Paylaş
Tarım vazgeçilemez bir alanken, dünya ekonomisindeki payı giderek düşüyor. Onun yerine ekonomik büyümeden, dijital sektörler, tarım ürününü size sunan lokantalar, kafeler veya ürünleri ayağınıza getiren lojistik hizmet veren firmalar ekonomiden daha çok pay alıyorlar. Hal böyle olunca hizmet sektöründeki büyüme, paradigmaların da değişmesine neden oluyor. Ancak bu değişimin ben de dahil pek çoğumuz farkına varamıyoruz.
*
TÜİK’in yayınladığı işgücü istatistiklerine baktığımızda bile değişimi net görebiliyoruz. 2020 Ocak verisine göre istihdam dağılımı şöyle oluşmuş: Yüzde 16,0 tarım, yüzde 20,7 sanayi, yüzde 5, inşaat, yüzde 58,1 ise hizmet sektörü. Rakamlar 2013 Ocak ayında ise şöyleymiş: yüzde 22,4 tarım, yüzde 19,9 sanayi, yüzde 6,3’ü inşaat, yüzde 51,4 hizmet. 7 yılda 7 puana yakın bir değişim yaşanmış hizmet sektörü istihdamında. Kaldı ki son rakamlarda pandeminin olumsuz etkileri de var kuşkusuz.
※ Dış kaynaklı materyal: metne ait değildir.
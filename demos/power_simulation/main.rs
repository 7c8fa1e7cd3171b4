use clap::{Parser, ValueEnum};
use power_stats::sink::{ColumnKeySelector, SqliteWriter, StorageSink, WindowKeySelector};
use power_stats::{
    AggregatedMeasurementRecord, DayOfWeekKeyFactory, DayOfWeekRecordFactory, HourOfDayKeyFactory,
    HourOfDayRecordFactory, HourOfWeekKeyFactory, HourOfWeekRecordFactory, MeasurementRecord,
    SensorId, SensorKeyFactory, StatKind, TopologyBuilder, TopologyOptions, Tz, WindowPolicy,
    WindowStatsRecordFactory,
};
use spdlog::{Level, LevelFilter, info};
use std::path::PathBuf;
use std::time::{Duration, Instant};

const DAY: Duration = Duration::from_secs(24 * 3600);

#[derive(Clone, Copy, ValueEnum)]
enum LogLevel {
    Error,
    Warn,
    Info,
    Debug,
    Trace,
}

impl From<LogLevel> for Level {
    fn from(level: LogLevel) -> Self {
        match level {
            LogLevel::Error => Level::Error,
            LogLevel::Warn => Level::Warn,
            LogLevel::Info => Level::Info,
            LogLevel::Debug => Level::Debug,
            LogLevel::Trace => Level::Trace,
        }
    }
}

/// Simulates a fleet of power meters, plus one group meter per ten meters
/// that reports pre-aggregated sums, and runs them through every built-in
/// stat kind.
#[derive(Parser)]
struct Args {
    #[arg(long, default_value_t = 100)]
    sensors: usize,
    /// Readings per sensor.
    #[arg(long, default_value_t = 10_000)]
    readings: usize,
    /// Milliseconds between two readings of a sensor.
    #[arg(long, default_value_t = 60_000)]
    interval: i64,
    #[arg(long, default_value_t = 4)]
    partitions: usize,
    #[arg(long, default_value = "Europe/Paris")]
    zone: String,
    /// Store results in this SQLite database. Without it results are only published.
    #[arg(long)]
    sqlite: Option<PathBuf>,
    /// Keep journals in files under this directory instead of memory.
    #[arg(long)]
    journal_dir: Option<PathBuf>,
    #[arg(long, value_enum, default_value_t = LogLevel::Info)]
    log_level: LogLevel,
}

fn main() -> Result<(), Box<dyn std::error::Error>> {
    let args = Args::parse();
    spdlog::default_logger().set_level_filter(LevelFilter::MoreSevereEqual(args.log_level.into()));

    let zone: Tz = args
        .zone
        .parse()
        .map_err(|e| format!("unknown time zone '{}': {}", args.zone, e))?;
    info!(
        "[System] Simulating {} sensors x {} readings every {}ms in {}",
        args.sensors, args.readings, args.interval, zone
    );

    let storage = match &args.sqlite {
        Some(path) => {
            info!("[System] Storing results in {}", path.display());
            Some(StorageSink::new(SqliteWriter::open(path)?))
        }
        None => None,
    };

    let total = args.sensors * args.readings;
    let group_total = args.sensors.div_ceil(10) * args.readings;
    let options = TopologyOptions {
        partitions: args.partitions,
        // a kind publishes at most one record per input record
        capacity: total + group_total + 1024,
        in_memory: args.journal_dir.is_none(),
        root_path: args.journal_dir.clone().unwrap_or_else(|| PathBuf::from("data")),
        latency_stats: true,
        progress_interval: Some(1_000_000),
        ..TopologyOptions::default()
    };
    let mut builder = TopologyBuilder::new(options, storage.clone())?;

    let mut minutes = builder.add_stat(
        StatKind::new(
            "minute",
            SensorKeyFactory,
            WindowStatsRecordFactory,
            WindowPolicy::hopping(Duration::from_secs(300), Duration::from_secs(60))
                .with_grace(Duration::from_secs(30)),
        )
        .with_topic("minute-stats")
        .with_storage_key(WindowKeySelector),
    )?;
    let mut hours_of_day = builder.add_stat(
        StatKind::new(
            "hour_of_day",
            HourOfDayKeyFactory,
            HourOfDayRecordFactory,
            WindowPolicy::tumbling(DAY * 7).with_zone(zone),
        )
        .with_topic("hour-of-day-stats")
        .with_storage_key(ColumnKeySelector::new(&[
            "sensor_id",
            "hour_of_day",
            "period_start",
        ])),
    )?;
    let mut days_of_week = builder.add_stat(
        StatKind::new(
            "day_of_week",
            DayOfWeekKeyFactory,
            DayOfWeekRecordFactory,
            WindowPolicy::tumbling(DAY * 28).with_zone(zone),
        )
        .with_topic("day-of-week-stats")
        .with_storage_key(ColumnKeySelector::new(&[
            "sensor_id",
            "day_of_week",
            "period_start",
        ])),
    )?;
    let mut hours_of_week = builder.add_stat(
        StatKind::new(
            "hour_of_week",
            HourOfWeekKeyFactory,
            HourOfWeekRecordFactory,
            WindowPolicy::tumbling(DAY * 28).with_zone(zone),
        )
        .with_topic("hour-of-week-stats")
        .with_storage_key(ColumnKeySelector::new(&[
            "sensor_id",
            "day_of_week",
            "hour_of_day",
            "period_start",
        ])),
    )?;
    let mut topology = builder.build()?;

    let sensors: Vec<SensorId> = (0..args.sensors)
        .map(|i| SensorId::new(&format!("meter-{:05}", i)))
        .collect::<Result<_, _>>()?;
    let groups: Vec<SensorId> = (0..args.sensors.div_ceil(10))
        .map(|i| SensorId::new(&format!("group-{:04}", i)))
        .collect::<Result<_, _>>()?;

    let start = Instant::now();
    let mut group_sums = vec![0.0; groups.len()];
    for step in 0..args.readings {
        let timestamp = step as i64 * args.interval;
        group_sums.iter_mut().for_each(|s| *s = 0.0);
        for (i, sensor) in sensors.iter().enumerate() {
            let value = simulated_watts(i, timestamp);
            group_sums[i / 10] += value;
            topology.send_measurement(&MeasurementRecord::new(*sensor, timestamp, value))?;
        }
        for (group, sum) in groups.iter().zip(&group_sums) {
            topology.send_aggregated(&AggregatedMeasurementRecord::new(*group, timestamp, *sum))?;
        }
    }
    info!(
        "[System] Sent {} records in {}ms, waiting for the pipelines...",
        total + group_total,
        start.elapsed().as_millis()
    );

    let drained = topology.shutdown(Duration::from_secs(600));
    let elapsed = start.elapsed();
    info!(
        "[System] Finished in {}ms ({:.0} rec/s), drained: {}",
        elapsed.as_millis(),
        (total + group_total) as f64 / elapsed.as_secs_f64(),
        drained
    );

    info!("[Output] minute-stats: {} records", minutes.drain().len());
    info!("[Output] hour-of-day-stats: {} records", hours_of_day.drain().len());
    info!("[Output] day-of-week-stats: {} records", days_of_week.drain().len());
    info!("[Output] hour-of-week-stats: {} records", hours_of_week.drain().len());
    if let Some(storage) = storage {
        info!(
            "[Output] storage: {} writes, {} failures",
            storage.writes(),
            storage.failures()
        );
    }
    Ok(())
}

/// Base load plus a daily curve and a little per-sensor noise.
fn simulated_watts(sensor: usize, timestamp: i64) -> f64 {
    let hour = (timestamp / 3_600_000) % 24;
    let daily = if (7..22).contains(&hour) { 800.0 } else { 250.0 };
    let noise = ((sensor as i64 * 7919 + timestamp / 1_000) % 101) as f64;
    daily + sensor as f64 * 2.0 + noise
}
Bunlar sadece istihdam rakamları. Ekonomik büyüklükte gelişmiş ülkelerde ve Türkiye’de hasılanın yüzde 80-85’ini hizmet sektörünün oluşturduğu belirtiliyor.
Kritik mesele, hizmet sektörünün çalışan yapısıyla üretimin çalışan yapısında düğümleniyor.
*
Hizmet sektöründe çalışanlar direk müşteri ile karşılaşan kesimler. Üretimde böyle bir durum yok ve yıllarca buna göre insan yetiştirdik. Makinelere bakım yapan, bant çalışma sistemine uyumlu çalışanlar. Ancak iş değişti.
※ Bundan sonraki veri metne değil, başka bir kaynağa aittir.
impl From<u64> for Value {
    fn from(v: u64) -> Self {
        Value::Integer(v as i64)
    }
}

impl From<u32> for Value {
    fn from(v: u32) -> Self {
        Value::Integer(v as i64)
    }
}

impl From<f64> for Value {
    fn from(v: f64) -> Self {
        Value::Real(v)
    }
}

/// One row to upsert: the primary key decides which row is replaced.
#[derive(Debug, Clone, PartialEq)]
pub struct StorageRow {
    pub table: String,
    pub primary_key: Vec<(String, Value)>,
    pub columns: Vec<(String, Value)>,
}

impl StorageRow {
    /// Builds a row, dropping from `columns` every column that is already
    /// part of the primary key.
    pub fn new(
        table: impl Into<String>,
        primary_key: Vec<(String, Value)>,
        columns: Vec<(String, Value)>,
    ) -> Self {
        let columns = columns
            .into_iter()
            .filter(|(name, _)| !primary_key.iter().any(|(pk, _)| pk == name))
            .collect();
        Self {
            table: table.into(),
            primary_key,
            columns,
        }
    }

    pub fn get(&self, column: &str) -> Option<&Value> {
        self.all_columns()
            .find(|(name, _)| name == column)
            .map(|(_, value)| value)
    }

    /// Primary key columns first, then the rest.
    pub fn all_columns(&self) -> impl Iterator<Item = &(String, Value)> {
        self.primary_key.iter().chain(self.columns.iter())
    }
}

/// An upsert-capable store. Implementations must be usable from every
/// partition worker at once.
pub trait StatsWriter: Send + Sync {
    fn upsert(&self, row: &StorageRow) -> Result<(), StorageError>;
}

/// Records that know their table and how to lay themselves out as columns.
pub trait StorageRecord {
    const TABLE: &'static str;

    fn columns(&self) -> Vec<(&'static str, Value)>;
}

fn owned(columns: Vec<(&'static str, Value)>) -> Vec<(String, Value)> {
    columns
        .into_iter()
        .map(|(name, value)| (name.to_string(), value))
        .collect()
}

/// Maps an emission to the row it is stored as. Registered once per stat kind.
pub trait StorageKeySelector<R>: Send + Sync + 'static {
    fn select(&self, sensor_id: SensorId, window: &Window, record: &R) -> Result<StorageRow, StorageError>;
}

/// Keys rows by identifier and window bounds.
#[derive(Debug, Clone, Copy, Default)]
pub struct WindowKeySelector;

impl<R: StorageRecord> StorageKeySelector<R> for WindowKeySelector {
    fn select(&self, sensor_id: SensorId, window: &Window, record: &R) -> Result<StorageRow, StorageError> {
        Ok(StorageRow::new(
            R::TABLE,
            owned(vec![
                ("sensor_id", sensor_id.into()),
                ("window_start", window.start.into()),
                ("window_end", window.end.into()),
            ]),
            owned(record.columns()),
        ))
    }
}

/// Keys rows by a subset of the record's own columns.
#[derive(Debug, Clone)]
pub struct ColumnKeySelector {
    columns: Vec<&'static str>,
}

impl ColumnKeySelector {
    pub fn new(columns: &[&'static str]) -> Self {
        Self {
            columns: columns.to_vec(),
        }
    }
}

impl<R: StorageRecord> StorageKeySelector<R> for ColumnKeySelector {
    /// Fails when a key column is not one of the record's columns.
    fn select(&self, _sensor_id: SensorId, _window: &Window, record: &R) -> Result<StorageRow, StorageError> {
        let columns = owned(record.columns());
        let primary_key = self
            .columns
            .iter()
            .map(|pk| {
                columns
                    .iter()
                    .find(|(name, _)| name == pk)
                    .cloned()
                    .ok_or_else(|| StorageError::Rejected {
                        table: R::TABLE.to_string(),
                        reason: format!("no column named '{}' to key by", pk),
                    })
            })
            .collect::<Result<Vec<_>, _>>()?;
        Ok(StorageRow::new(R::TABLE, primary_key, columns))
    }
}

/// Selector backed by a closure.
pub struct FnKeySelector<F> {
    f: F,
}

impl<R, F> StorageKeySelector<R> for FnKeySelector<F>
where
    F: Fn(SensorId, &Window, &R) -> StorageRow + Send + Sync + 'static,
{
    fn select(&self, sensor_id: SensorId, window: &Window, record: &R) -> Result<StorageRow, StorageError> {
        Ok((self.f)(sensor_id, window, record))
    }
}

pub fn key_selector<R, F>(f: F) -> FnKeySelector<F>
where
    F: Fn(SensorId, &Window, &R) -> StorageRow + Send + Sync + 'static,
{
    FnKeySelector { f }
}

#[derive(Debug, Default)]
struct StorageCounters {
    writes: AtomicU64,
    failures: AtomicU64,
}

/// The durable side of the output. Shared by every partition; each stat kind
/// registers its key selector before records flow.
#[derive(Clone)]
pub struct StorageSink {
    writer: Arc<dyn StatsWriter>,
    counters: Arc<StorageCounters>,
}

impl StorageSink {
    pub fn new(writer: impl StatsWriter + 'static) -> Self {
        Self::from_arc(Arc::new(writer))
    }

    pub fn from_arc(writer: Arc<dyn StatsWriter>) -> Self {
        Self {
            writer,
            counters: Arc::new(StorageCounters::default()),
        }
    }

    pub fn writes(&self) -> u64 {
        self.counters.writes.load(Relaxed)
    }

    pub fn failures(&self) -> u64 {
        self.counters.failures.load(Relaxed)
    }

    /// Binds `selector` to stat kind `kind` and returns the stage that
    /// writes its emissions.
    pub fn register<R: StatsRecord>(
        &self,
        kind: impl Into<String>,
        selector: Arc<dyn StorageKeySelector<R>>,
    ) -> Persist<R> {
        let kind = kind.into();
        info!("[Storage] Registered key selector for '{}'", kind);
        Persist {
            kind,
            selector,
            writer: self.writer.clone(),
            counters: self.counters.clone(),
        }
    }
}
Artık, kurye ile garson ile tezgahtar ile daha çok muhatapsınız. Hatta iş bir adım daha öteye geçti gerçek kişilerle yüz yüze gelmeden sanal ortamda hizmet verenlerle karşı karşıyasınız. Malı üretenle değil onu ve onun gibi binlerce ürünü satan sistemlerle ya da onun personelleriyle karşı karşıya kalabiliyorsunuz.
Burada hizmet anlayışı devreye giriyor. BUSİAD’ın düzenlediği Felsefe Söyleşileri’nde 29 Mayıs Üniversitesi Felsefe Bölümü Öğretim Üyesi Prof. Dr. Ahmet Ayhan Çitil, üretimde çalışan insanda aranan zeka özelliklerinin yerini hizmet sektöründe duygusal zekanın da eklendiğini ifade etmişti.
Yani artık ürünü üretirken gereken zekanın yanına o ürünü alacak ve kullanacak olan müşterinin beklentilerini anlayacak bir duygusal zeka ve iletişim becerisine de sahip olunması gerekiyor.
O nedenle üretim sektörüne vurgu yaparken biraz daha düşünmemiz gerekiyor. Elbette üretmezseniz neyin hizmetini vereceksiniz. Ancak üretim bir ocağın yanışındaki ilk kıvılcım gibi artık. Asıl alevi hizmet sektörü ortaya koyuyor. Meslek liselerindeki ısrarımız sürecekse bile buralardaki derslere kişisel gelişim ve iletişime ilişkin eklemeler yapmak sanki doğru gibi. Nihayetinde buradan mezun olan gençler çoğunlukla hizmet sektöründe kendilerine yer buluyor.